BEGIN Recorded data

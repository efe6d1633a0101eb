//! The buffered socket file: read/write buffering, unread pushback, and a
//! read cap.

use std::collections::VecDeque;
use std::io;

use bytes::{Bytes, BytesMut};
use tokio::io::{AsyncRead, AsyncReadExt, AsyncWrite, AsyncWriteExt};

/// Size of a single socket read.
const READ_CHUNK: usize = 8 * 1024;

/// How many bytes a `read`/`readline`/`discard_to_read_limit` call may still
/// pull off the wire before signalling EOF.
#[derive(Clone, Copy, Debug, PartialEq, Eq)]
pub enum ReadLimit {
    Unlimited,
    Remaining(usize),
}

impl ReadLimit {
    fn cap(self, requested: Option<usize>) -> Option<usize> {
        match (self, requested) {
            (ReadLimit::Unlimited, r) => r,
            (ReadLimit::Remaining(cap), None) => Some(cap),
            (ReadLimit::Remaining(cap), Some(r)) => Some(cap.min(r)),
        }
    }

    fn consume(&mut self, n: usize) {
        if let ReadLimit::Remaining(ref mut cap) = self {
            *cap = cap.saturating_sub(n);
        }
    }

    fn remaining(self) -> usize {
        match self {
            ReadLimit::Unlimited => usize::MAX,
            ReadLimit::Remaining(n) => n,
        }
    }
}

/// Either every `write` flushes immediately (`Unbuffered`), or writes
/// accumulate in the write buffer until an explicit `flush` (`Unbounded`).
#[derive(Clone, Copy, Debug, PartialEq, Eq)]
pub enum WriteMode {
    Unbuffered,
    Unbounded,
}

/// A buffered wrapper around a socket, providing the read/write buffering,
/// `unread` pushback, and read-cap semantics the worker and response writer
/// depend on. One instance per connection, owned for its whole lifetime.
pub struct BufferedIo<T> {
    io: T,
    read_buf: VecDeque<Bytes>,
    read_limit: ReadLimit,
    write_buf: Vec<u8>,
    write_mode: WriteMode,
}

impl<T> BufferedIo<T>
where
    T: AsyncRead + AsyncWrite + Unpin,
{
    pub fn new(io: T) -> BufferedIo<T> {
        BufferedIo {
            io,
            read_buf: VecDeque::new(),
            read_limit: ReadLimit::Unlimited,
            write_buf: Vec::new(),
            write_mode: WriteMode::Unbuffered,
        }
    }

    pub fn read_limit(&self) -> ReadLimit {
        self.read_limit
    }

    pub fn set_read_limit(&mut self, limit: ReadLimit) {
        self.read_limit = limit;
    }

    pub fn write_mode(&self) -> WriteMode {
        self.write_mode
    }

    /// Switching from `Unbounded` to `Unbuffered` forces a flush of
    /// whatever is already queued.
    pub async fn set_write_mode(&mut self, mode: WriteMode) -> io::Result<()> {
        let was_unbounded = self.write_mode == WriteMode::Unbounded;
        self.write_mode = mode;
        if mode == WriteMode::Unbuffered && was_unbounded && !self.write_buf.is_empty() {
            self.flush().await?;
        }
        Ok(())
    }

    pub fn write_buffer_len(&self) -> usize {
        self.write_buf.len()
    }

    pub fn read_buffer_len(&self) -> usize {
        self.read_buf.iter().map(Bytes::len).sum()
    }

    /// Queues (or, if unbuffered, immediately sends) `data`.
    pub async fn write(&mut self, data: &[u8]) -> io::Result<()> {
        if data.is_empty() {
            return Ok(());
        }
        match self.write_mode {
            WriteMode::Unbounded => {
                self.write_buf.extend_from_slice(data);
                Ok(())
            }
            WriteMode::Unbuffered => self.io.write_all(data).await,
        }
    }

    /// Sends and clears the write buffer. A no-op if it's empty.
    pub async fn flush(&mut self) -> io::Result<()> {
        if self.write_buf.is_empty() {
            return Ok(());
        }
        let data = std::mem::take(&mut self.write_buf);
        self.io.write_all(&data).await
    }

    pub fn discard_write_buffer(&mut self) {
        self.write_buf.clear();
    }

    /// Prepends `data` to the read buffer, to be replayed before any new
    /// socket read.
    pub fn unread(&mut self, data: Bytes) {
        if !data.is_empty() {
            self.read_buf.push_front(data);
        }
    }

    /// A single non-blocking-style read: if the read buffer already holds
    /// bytes (from a prior `unread`), returns up to `max` of those without
    /// touching the socket; otherwise issues exactly one socket read and
    /// returns whatever arrived, however short — never loops to fill `max`.
    /// Used while accumulating the header block, where the fill-to-`n`
    /// behavior of [`read`](Self::read) would stall until `max` bytes
    /// showed up, which a client waiting on a response after a short
    /// request never sends.
    pub async fn read_once(&mut self, max: usize) -> io::Result<Bytes> {
        if let Some(chunk) = self.read_buf.front_mut() {
            let take = max.min(chunk.len());
            let out = chunk.slice(..take);
            if take == chunk.len() {
                self.read_buf.pop_front();
            } else {
                *chunk = chunk.slice(take..);
            }
            return Ok(out);
        }
        let mut buf = vec![0u8; max];
        let got = self.io.read(&mut buf).await?;
        buf.truncate(got);
        Ok(Bytes::from(buf))
    }

    /// Returns up to `n` bytes (or, if `n` is `None`, until EOF), draining
    /// the read buffer first and then pulling from the socket in 8 KiB
    /// chunks, respecting the read cap.
    pub async fn read(&mut self, n: Option<usize>) -> io::Result<Bytes> {
        let mut out = BytesMut::new();
        let mut remaining = n;

        while let Some(chunk) = self.read_buf.front_mut() {
            if let Some(0) = remaining {
                break;
            }
            let take = match remaining {
                Some(r) => r.min(chunk.len()),
                None => chunk.len(),
            };
            out.extend_from_slice(&chunk[..take]);
            if take == chunk.len() {
                self.read_buf.pop_front();
            } else {
                *chunk = chunk.slice(take..);
            }
            if let Some(ref mut r) = remaining {
                *r -= take;
            }
        }

        let capped = self.read_limit.cap(remaining);
        let mut budget = match capped {
            Some(0) => return Ok(out.freeze()),
            Some(b) => b,
            None => usize::MAX,
        };

        loop {
            if budget == 0 {
                break;
            }
            let want = budget.min(READ_CHUNK);
            let mut buf = vec![0u8; want];
            let got = self.io.read(&mut buf).await?;
            if got == 0 {
                break; // EOF
            }
            self.read_limit.consume(got);
            out.extend_from_slice(&buf[..got]);
            if capped.is_some() {
                budget -= got;
            }
            // n < 0 (capped == None and no read_limit) means "until EOF":
            // keep looping until the socket returns zero bytes.
        }

        Ok(out.freeze())
    }

    /// Returns bytes up to and including the next `\n`, or everything up to
    /// EOF if no `\n` arrives.
    pub async fn read_line(&mut self) -> io::Result<Bytes> {
        let mut out = BytesMut::new();
        loop {
            if let Some(chunk) = self.read_buf.front_mut() {
                if let Some(pos) = chunk.iter().position(|&b| b == b'\n') {
                    out.extend_from_slice(&chunk[..=pos]);
                    if pos + 1 == chunk.len() {
                        self.read_buf.pop_front();
                    } else {
                        *chunk = chunk.slice(pos + 1..);
                    }
                    return Ok(out.freeze());
                } else {
                    out.extend_from_slice(chunk);
                    self.read_buf.pop_front();
                    continue;
                }
            }

            let want = self.read_limit.remaining().min(READ_CHUNK);
            if want == 0 {
                return Ok(out.freeze());
            }
            let mut buf = vec![0u8; want];
            let got = self.io.read(&mut buf).await?;
            if got == 0 {
                return Ok(out.freeze()); // EOF
            }
            self.read_limit.consume(got);
            if let Some(pos) = buf[..got].iter().position(|&b| b == b'\n') {
                out.extend_from_slice(&buf[..=pos]);
                if pos + 1 < got {
                    self.read_buf
                        .push_back(Bytes::copy_from_slice(&buf[pos + 1..got]));
                }
                return Ok(out.freeze());
            }
            out.extend_from_slice(&buf[..got]);
        }
    }

    /// Drops the read buffer and drains the socket until the read cap
    /// reaches zero. Errors if the peer closes before that.
    pub async fn discard_to_read_limit(&mut self) -> io::Result<()> {
        self.read_buf.clear();
        loop {
            let remaining = self.read_limit.remaining();
            if remaining == 0 {
                return Ok(());
            }
            let want = remaining.min(32 * 1024);
            let mut buf = vec![0u8; want];
            let got = self.io.read(&mut buf).await?;
            if got == 0 {
                return Err(io::Error::new(
                    io::ErrorKind::UnexpectedEof,
                    "peer closed before declared body was fully read",
                ));
            }
            self.read_limit.consume(got);
        }
    }
}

END Recorded data

__Work task__. Lines above with "already": state how many, nothing more.

__Output of the exercise__. 2